Era um gato preto, como convinha a um cultor das boas letras, que já lera Poe traduzido por Baudelaire. Preto e gordo. E lerdo. Tão gordo e lerdo que a certa altura observei que ia perdendo inteiramente as qualidades características da raça, que são em suma o ódio de morte aos ratos. Já nem os afugentava! Os ratos de Ouro Preto são também dignos e solenes — não ria — tradicionalistas… descendentes de outros ratos que naqueles mesmos casarões presenciaram acontecimentos importantes da nossa história… No sobrado do desembargador Tomás Antônio Gonzaga, imagine o senhor uma reunião dos sonhadores inconfidentes, com os antepassados daqueles ratos a passearem pelo sótão ou mesmo pelo assoalho por entre as pernas dos homens absortos na esperança da independência nacional! E depois, os ancestres daqueles roedores que eu via agora deslizar sutilmente no meu quarto podiam ter subido pelo poste da ignomínia colonial, onde estava exposta a cabeça do Tiradentes! E quando as órbitas se descarnaram ignominiosamente, podiam até ter penetrado no recesso daquele crânio onde verdadeiramente ardera a literatura, com a simplicidade do heroísmo, a febre nacionalista…
Descrevendo seu gato, o narrador remete ao contexto e a protagonistas da Inconfidência para criar um efeito desconcertante centrado no
a) desenho imaginativo do casario colonial de Ouro Preto.
b) efeito de apagamento de limites entre ficção e realidade.
c) vínculo estabelecido entre animais urbanos e literatura.
d) questionamento sutil quanto à sanidade dos inconfidentes.

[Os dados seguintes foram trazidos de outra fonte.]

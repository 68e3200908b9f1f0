#![allow(clippy::missing_errors_doc)] // Allow public functions without # Errors sections
#![allow(clippy::must_use_candidate)] // Allow methods without must_use when context is clear

//! # fsmbench
//!
//! Cross-implementation micro-benchmark harness for finite-state-machine
//! engines.
//!
//! ## Overview
//!
//! Given several FSM engine implementations wrapped behind pluggable
//! adapters, fsmbench measures per-transition cost under a fixed set of
//! representative workloads and reduces repeated trials into comparable
//! nanoseconds-per-operation numbers. The engines under test are opaque;
//! the harness only depends on the adapter capability surface.
//!
//! ## Architecture
//!
//! Each registered adapter is paired with every workload in the scenario
//! catalog to form a **subject**. Subjects run strictly sequentially, each
//! inside a fresh isolation unit (a child process by default, a dedicated
//! thread otherwise), through a warmup/measurement trial whose recorded
//! iterations are reduced to a single mean time per logical operation.
//!
//! ## Module Organization
//!
//! - [`scenario`] - Declarative workload topologies and the fixed catalog
//! - [`adapter`] - Engine adapter contract and named registration
//! - [`subjects`] - Built-in reference engines
//! - [`context`] - Trial-scoped counters and async dispatch
//! - [`driver`] - The measured event-firing loop
//! - [`protocol`] - Warmup/measurement trials, isolation, statistics
//! - [`report`] - Per-subject result records and table rendering
//! - [`config`] - Harness configuration knobs
//! - [`error`] - Structured error handling
//!
//! ## Quick Start
//!
//! ```rust,no_run
//! use std::sync::Arc;
//! use fsmbench::{BenchConfig, Harness, IsolationMode};
//! use fsmbench::subjects::TableDrivenAdapter;
//!
//! # fn main() -> fsmbench::BenchResult<()> {
//! let mut config = BenchConfig::default();
//! config.isolation = IsolationMode::Thread;
//!
//! let harness = Harness::new(config)?;
//! harness.register(Arc::new(TableDrivenAdapter))?;
//!
//! for record in harness.run() {
//!     println!("{}: {:?} ns/op", record.subject_label(), record.mean_ns_per_op);
//! }
//! # Ok(())
//! # }
//! ```

pub mod adapter;
pub mod config;
pub mod context;
pub mod driver;
pub mod error;
pub mod logging;
pub mod protocol;
pub mod report;
pub mod scenario;
pub mod subjects;

pub use adapter::{AdapterRegistry, EngineAdapter, MachineHandle};
pub use config::{BenchConfig, IsolationMode};
pub use context::WorkloadContext;
pub use error::{BenchError, BenchResult};
pub use protocol::Harness;
pub use report::SubjectRecord;
pub use scenario::{
    catalog, ActionSpec, EventId, EventPayload, GuardSpec, ScenarioDefinition, StateId,
    TransitionDef,
};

e) contraste entre austeridade pomposa e imagem repugnante.

Resolução em Texto
Matérias Necessárias para a Solução da Questão
- Interpretação de Texto
Nível da Questão: Difícil
Gabarito: E
1º Passo: Análise do Comando e Definição do Objetivo
O comando da questão solicita a identificação do efeito desconcertante presente no texto. Para isso, é necessário interpretar como o narrador combina a descrição do gato, dos ratos e do contexto histórico da Inconfidência Mineira para criar esse efeito.

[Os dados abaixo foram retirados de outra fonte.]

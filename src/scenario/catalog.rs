//! # Scenario Catalog
//!
//! The fixed set of workloads applied uniformly to every adapter. All five
//! share the same three-state, single-event cycle (A to B to C back to A)
//! and differ only in guard, action, and payload usage, so subject numbers
//! stay comparable across engines.

use super::definition::{
    ActionSpec, EventId, EventPayload, GuardSpec, ScenarioDefinition, StateId, TransitionDef,
};

/// Guard bound for the guarded workload. High enough that the guard always
/// permits progress; its evaluation cost is what gets measured.
const GUARD_BOUND: u64 = u64::MAX;

/// Numeric payload field carried per delivery in the payload workload
pub const PAYLOAD_VALUE: u64 = 42;

/// Pure dispatch overhead: no guard, no action
pub const BASIC: &str = "basic";
/// Guard evaluation plus a counter-increment action
pub const GUARDS_ACTIONS: &str = "guards-actions";
/// Payload plumbing plus a read-and-accumulate action
pub const PAYLOAD: &str = "payload";
/// Action dispatched to another execution context, awaited per transition
pub const ASYNC_YIELD: &str = "async-yield";
/// The same unit of work driven inline, the baseline for the yield overhead
pub const ASYNC_HOT: &str = "async-hot";

fn cycle(
    name: &str,
    guard: Option<GuardSpec>,
    action: Option<ActionSpec>,
    payload: Option<EventPayload>,
) -> ScenarioDefinition {
    let next = EventId::new(0);
    ScenarioDefinition {
        name: name.to_string(),
        states: vec!["A".to_string(), "B".to_string(), "C".to_string()],
        events: vec!["next".to_string()],
        initial: StateId::new(0),
        transitions: (0..3u8)
            .map(|i| TransitionDef {
                source: StateId::new(i),
                target: StateId::new((i + 1) % 3),
                event: next,
                guard,
                action,
            })
            .collect(),
        payload,
    }
}

pub fn basic() -> ScenarioDefinition {
    cycle(BASIC, None, None, None)
}

pub fn guards_actions() -> ScenarioDefinition {
    cycle(
        GUARDS_ACTIONS,
        Some(GuardSpec::CounterBelow(GUARD_BOUND)),
        Some(ActionSpec::Increment),
        None,
    )
}

pub fn payload() -> ScenarioDefinition {
    cycle(
        PAYLOAD,
        None,
        Some(ActionSpec::AccumulatePayload),
        Some(EventPayload::new(PAYLOAD_VALUE, "test")),
    )
}

pub fn async_yield() -> ScenarioDefinition {
    cycle(ASYNC_YIELD, None, Some(ActionSpec::DispatchedIncrement), None)
}

pub fn async_hot() -> ScenarioDefinition {
    cycle(ASYNC_HOT, None, Some(ActionSpec::InlineFutureIncrement), None)
}

/// The full fixed catalog, in reporting order
pub fn standard() -> Vec<ScenarioDefinition> {
    vec![
        basic(),
        guards_actions(),
        payload(),
        async_yield(),
        async_hot(),
    ]
}

/// Look up one catalog scenario by name
pub fn by_name(name: &str) -> Option<ScenarioDefinition> {
    standard().into_iter().find(|s| s.name == name)
}

#[cfg(test)]
mod tests {
    use super::*;

    #[test]
    fn test_every_catalog_scenario_is_valid() {
        for scenario in standard() {
            scenario
                .validate()
                .unwrap_or_else(|e| panic!("{} failed validation: {e}", scenario.name));
        }
    }

    #[test]
    fn test_catalog_names_are_unique_and_ordered() {
        let names: Vec<String> = standard().into_iter().map(|s| s.name).collect();
        assert_eq!(
            names,
            vec![BASIC, GUARDS_ACTIONS, PAYLOAD, ASYNC_YIELD, ASYNC_HOT]
        );
    }

    #[test]
    fn test_yield_and_hot_share_everything_but_the_dispatch() {
        let yielded = async_yield();
        let hot = async_hot();
        assert_eq!(yielded.states, hot.states);
        assert_eq!(yielded.events, hot.events);
        assert_eq!(yielded.initial, hot.initial);
        assert_eq!(yielded.transitions.len(), hot.transitions.len());
        for (y, h) in yielded.transitions.iter().zip(&hot.transitions) {
            assert_eq!(y.source, h.source);
            assert_eq!(y.target, h.target);
            assert_eq!(y.event, h.event);
            assert_eq!(y.guard, h.guard);
        }
        assert!(yielded.requires_dispatcher());
        assert!(!hot.requires_dispatcher());
    }

    #[test]
    fn test_only_payload_scenario_carries_a_payload() {
        for scenario in standard() {
            assert_eq!(scenario.payload.is_some(), scenario.name == PAYLOAD);
        }
        assert_eq!(by_name(PAYLOAD).unwrap().payload.unwrap().value, PAYLOAD_VALUE);
    }

    #[test]
    fn test_by_name_misses_unknown_scenarios() {
        assert!(by_name("helper").is_none());
    }
}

Objetivo: Analisar como o texto contrapõe elementos históricos e heróicos com imagens asquerosas, desconstruindo a seriedade do contexto narrado.
2º Passo: Interpretação do Texto
O narrador inicia descrevendo seu gato, associando-o a características típicas de um caçador de ratos, mas ele é apresentado como gordo, lerdo e incapaz de cumprir essa função. A narrativa, então, insere os ratos no contexto histórico de Ouro Preto, associando-os à Inconfidência Mineira.
O texto destaca que esses ratos poderiam ser descendentes de roedores que testemunharam reuniões históricas e até penetraram no crânio de Tiradentes. Essa passagem conecta a imagem degradante dos ratos ao heroísmo nacionalista e à literatura, criando um contraste que causa um efeito desconcertante.
3º Passo: Análise das Alternativas
A) Desenho imaginativo do casario colonial de Ouro Preto.
O termo “casario” refere-se ao conjunto de casas típicas de uma região, geralmente associado a um estilo arquitetônico característico, como o colonial de Ouro Preto. Embora o texto mencione o cenário histórico de Ouro Preto, com casarões e espaços icônicos como o sobrado de Tomás Antônio Gonzaga, essas descrições não são detalhadas a ponto de formar um “desenho imaginativo”. O objetivo do texto não é pintar uma imagem vívida do local, mas criar um contraste entre a grandiosidade histórica e os elementos grotescos da narrativa, como os ratos que “passeiam” pelos mesmos espaços.
B) Efeito de apagamento de limites entre ficção e realidade.
O narrador mistura elementos históricos e fictícios, mas isso não é o ponto central da questão. A narrativa é claramente marcada por exageros e devaneios, mas o objetivo principal não é questionar os limites entre ficção e realidade. O foco está no contraste entre o que é grandioso e o que é grotesco, e não em confundir ou apagar essas categorias.
C) Vínculo estabelecido entre animais urbanos e literatura.
Embora o narrador faça conexões entre os ratos de Ouro Preto e momentos importantes da literatura e da história (como a cabeça de Tiradentes e a reunião dos inconfidentes), o texto não tem como foco estabelecer um vínculo significativo entre animais urbanos e literatura. Esses elementos são usados para criar uma atmosfera desconcertante e destacar a deterioração simbólica de valores históricos.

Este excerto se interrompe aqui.